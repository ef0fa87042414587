//! The build-rule trait and the central rule table.

use std::collections::HashMap;
use std::sync::Arc;

use camino::{Utf8Path, Utf8PathBuf};
use serde::{Deserialize, Serialize};

use kiln_hash::{ProjectFilesystem, RuleKey};

use crate::{BuildTarget, ResourceAmounts, Step, TargetId};

/// One dep-file entry: a project-relative path a prior local build actually
/// read. Persisted as JSON under the `DEP_FILE` metadata key.
#[derive(Debug, Clone, PartialEq, Eq, Serialize, Deserialize)]
pub struct InputDescriptor {
    pub path: Utf8PathBuf,
}

impl InputDescriptor {
    pub fn new(path: impl Into<Utf8PathBuf>) -> Self {
        Self { path: path.into() }
    }
}

/// Hash sponge a rule feeds its key-relevant fields into.
///
/// Implemented by the key factory; rules only ever call these methods from
/// `append_to_rule_key`. Which calls contribute to which key variant is the
/// sink's business:
/// - `add_non_input_*` fields are dropped from input-based, dep-file, and
///   manifest keys (flags that change behavior but not inputs);
/// - `add_source` paths covered by the rule's dep-file predicate are dropped
///   from dep-file and manifest keys (the observed/potential file lists
///   replace them).
pub trait KeySink {
    fn add_str(&mut self, name: &str, value: &str);
    fn add_u64(&mut self, name: &str, value: u64);
    fn add_bool(&mut self, name: &str, value: bool);
    /// Ordered collection; element order is significant.
    fn add_str_seq(&mut self, name: &str, values: &[String]);
    /// Unordered collection; the sink canonicalizes ordering.
    fn add_str_set(&mut self, name: &str, values: &[String]);
    fn add_non_input_str(&mut self, name: &str, value: &str);
    /// A source file, contributed by resolved content hash.
    fn add_source(&mut self, name: &str, path: &Utf8Path);
}

/// A build rule, as the engine sees it.
///
/// Capability predicates default to the least capable variant; concrete rule
/// kinds opt in to input-based keys, dep-file keys, post-build steps, and
/// runtime deps.
pub trait BuildRule: Send + Sync {
    fn target(&self) -> &BuildTarget;

    /// Rule kind name, folded into every key.
    fn type_name(&self) -> &str;

    /// Declared build-time deps.
    fn deps(&self) -> &[TargetId];

    /// Project-relative paths this rule writes.
    fn declared_outputs(&self) -> &[Utf8PathBuf];

    /// The universe of files that may influence this rule. Manifest keys
    /// hash the subset covered by `covered_by_dep_file`.
    fn declared_sources(&self) -> &[Utf8PathBuf];

    /// Feed key-relevant fields to the sink. Name, type, deps, and the seed
    /// are contributed by the factory; rules feed only their own fields.
    fn append_to_rule_key(&self, sink: &mut dyn KeySink);

    /// Build steps, in execution order.
    fn steps(&self) -> Vec<Arc<dyn Step>>;

    fn is_cacheable(&self) -> bool {
        true
    }

    fn supports_input_based_rule_key(&self) -> bool {
        false
    }

    fn uses_dep_file_rule_keys(&self) -> bool {
        false
    }

    /// Whether `path` belongs to the dep-file-covered input set.
    fn covered_by_dep_file(&self, _path: &Utf8Path) -> bool {
        false
    }

    /// The inputs a just-finished local build actually consumed. Only called
    /// when `uses_dep_file_rule_keys` is true, after the rule's steps ran.
    fn inputs_after_building_locally(
        &self,
        _fs: &ProjectFilesystem,
    ) -> std::io::Result<Vec<InputDescriptor>> {
        Ok(Vec::new())
    }

    fn has_post_build_steps(&self) -> bool {
        false
    }

    fn post_build_steps(&self) -> Vec<Arc<dyn Step>> {
        Vec::new()
    }

    fn has_runtime_deps(&self) -> bool {
        false
    }

    /// Deps that must also resolve before this rule's result is usable.
    fn runtime_deps(&self) -> Vec<TargetId> {
        Vec::new()
    }

    /// Summary of this rule's externally visible interface, for input-based
    /// keys of dependents. `None` means dependents fall back to the full
    /// default key.
    fn abi_key(&self) -> Option<RuleKey> {
        None
    }

    /// Scheduler weight of this rule's local step execution.
    fn resource_amounts(&self) -> ResourceAmounts {
        ResourceAmounts::one_cpu()
    }
}

/// Central arena of rules; the engine references rules only by [`TargetId`].
#[derive(Default)]
pub struct RuleTable {
    rules: Vec<Arc<dyn BuildRule>>,
    by_target: HashMap<String, TargetId>,
}

impl RuleTable {
    pub fn new() -> Self {
        Self::default()
    }

    /// Register a rule, returning its id. Registering the same target twice
    /// returns the original id and drops the new rule.
    pub fn add(&mut self, rule: Arc<dyn BuildRule>) -> TargetId {
        let name = rule.target().full_name().to_string();
        if let Some(&existing) = self.by_target.get(&name) {
            return existing;
        }
        let id = TargetId(self.rules.len() as u32);
        self.rules.push(rule);
        self.by_target.insert(name, id);
        id
    }

    pub fn get(&self, id: TargetId) -> &Arc<dyn BuildRule> {
        &self.rules[id.0 as usize]
    }

    pub fn id_of(&self, target: &str) -> Option<TargetId> {
        self.by_target.get(target).copied()
    }

    pub fn len(&self) -> usize {
        self.rules.len()
    }

    pub fn is_empty(&self) -> bool {
        self.rules.is_empty()
    }

    pub fn ids(&self) -> impl Iterator<Item = TargetId> + '_ {
        (0..self.rules.len() as u32).map(TargetId)
    }
}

^^^^^^^^

__Your task__
Write the records out again. Keep every line exactly as it is.

__The answer__
repository ef0fa87042414587
//! The build-rule trait and the central rule table.

use std::collections::HashMap;
use std::sync::Arc;

use camino::{Utf8Path, Utf8PathBuf};
use serde::{Deserialize, Serialize};

use kiln_hash::{ProjectFilesystem, RuleKey};

use crate::{BuildTarget, ResourceAmounts, Step, TargetId};

/// One dep-file entry: a project-relative path a prior local build actually
/// read. Persisted as JSON under the `DEP_FILE` metadata key.
#[derive(Debug, Clone, PartialEq, Eq, Serialize, Deserialize)]
pub struct InputDescriptor {
    pub path: Utf8PathBuf,
}

impl InputDescriptor {
    pub fn new(path: impl Into<Utf8PathBuf>) -> Self {
        Self { path: path.into() }
    }
}

/// Hash sponge a rule feeds its key-relevant fields into.
///
/// Implemented by the key factory; rules only ever call these methods from
/// `append_to_rule_key`. Which calls contribute to which key variant is the
/// sink's business:
/// - `add_non_input_*` fields are dropped from input-based, dep-file, and
///   manifest keys (flags that change behavior but not inputs);
/// - `add_source` paths covered by the rule's dep-file predicate are dropped
///   from dep-file and manifest keys (the observed/potential file lists
///   replace them).
pub trait KeySink {
    fn add_str(&mut self, name: &str, value: &str);
    fn add_u64(&mut self, name: &str, value: u64);
    fn add_bool(&mut self, name: &str, value: bool);
    /// Ordered collection; element order is significant.
    fn add_str_seq(&mut self, name: &str, values: &[String]);
    /// Unordered collection; the sink canonicalizes ordering.
    fn add_str_set(&mut self, name: &str, values: &[String]);
    fn add_non_input_str(&mut self, name: &str, value: &str);
    /// A source file, contributed by resolved content hash.
    fn add_source(&mut self, name: &str, path: &Utf8Path);
}

/// A build rule, as the engine sees it.
///
/// Capability predicates default to the least capable variant; concrete rule
/// kinds opt in to input-based keys, dep-file keys, post-build steps, and
/// runtime deps.
pub trait BuildRule: Send + Sync {
    fn target(&self) -> &BuildTarget;

    /// Rule kind name, folded into every key.
    fn type_name(&self) -> &str;

    /// Declared build-time deps.
    fn deps(&self) -> &[TargetId];

    /// Project-relative paths this rule writes.
    fn declared_outputs(&self) -> &[Utf8PathBuf];

    /// The universe of files that may influence this rule. Manifest keys
    /// hash the subset covered by `covered_by_dep_file`.
    fn declared_sources(&self) -> &[Utf8PathBuf];

    /// Feed key-relevant fields to the sink. Name, type, deps, and the seed
    /// are contributed by the factory; rules feed only their own fields.
    fn append_to_rule_key(&self, sink: &mut dyn KeySink);

    /// Build steps, in execution order.
    fn steps(&self) -> Vec<Arc<dyn Step>>;

    fn is_cacheable(&self) -> bool {
        true
    }

    fn supports_input_based_rule_key(&self) -> bool {
        false
    }

    fn uses_dep_file_rule_keys(&self) -> bool {
        false
    }

    /// Whether `path` belongs to the dep-file-covered input set.
    fn covered_by_dep_file(&self, _path: &Utf8Path) -> bool {
        false
    }

    /// The inputs a just-finished local build actually consumed. Only called
    /// when `uses_dep_file_rule_keys` is true, after the rule's steps ran.
    fn inputs_after_building_locally(
        &self,
        _fs: &ProjectFilesystem,
    ) -> std::io::Result<Vec<InputDescriptor>> {
        Ok(Vec::new())
    }

    fn has_post_build_steps(&self) -> bool {
        false
    }

    fn post_build_steps(&self) -> Vec<Arc<dyn Step>> {
        Vec::new()
    }

    fn has_runtime_deps(&self) -> bool {
        false
    }

    /// Deps that must also resolve before this rule's result is usable.
    fn runtime_deps(&self) -> Vec<TargetId> {
        Vec::new()
    }

    /// Summary of this rule's externally visible interface, for input-based
    /// keys of dependents. `None` means dependents fall back to the full
    /// default key.
    fn abi_key(&self) -> Option<RuleKey> {
        None
    }

    /// Scheduler weight of this rule's local step execution.
    fn resource_amounts(&self) -> ResourceAmounts {
        ResourceAmounts::one_cpu()
    }
}

/// Central arena of rules; the engine references rules only by [`TargetId`].
#[derive(Default)]
pub struct RuleTable {
    rules: Vec<Arc<dyn BuildRule>>,
    by_target: HashMap<String, TargetId>,
}

impl RuleTable {
    pub fn new() -> Self {
        Self::default()
    }

    /// Register a rule, returning its id. Registering the same target twice
    /// returns the original id and drops the new rule.
    pub fn add(&mut self, rule: Arc<dyn BuildRule>) -> TargetId {
        let name = rule.target().full_name().to_string();
        if let Some(&existing) = self.by_target.get(&name) {
            return existing;
        }
        let id = TargetId(self.rules.len() as u32);
        self.rules.push(rule);
        self.by_target.insert(name, id);
        id
    }

    pub fn get(&self, id: TargetId) -> &Arc<dyn BuildRule> {
        &self.rules[id.0 as usize]
    }

    pub fn id_of(&self, target: &str) -> Option<TargetId> {
        self.by_target.get(target).copied()
    }

    pub fn len(&self) -> usize {
        self.rules.len()
    }

    pub fn is_empty(&self) -> bool {
        self.rules.is_empty()
    }

    pub fn ids(&self) -> impl Iterator<Item = TargetId> + '_ {
        (0..self.rules.len() as u32).map(TargetId)
    }
}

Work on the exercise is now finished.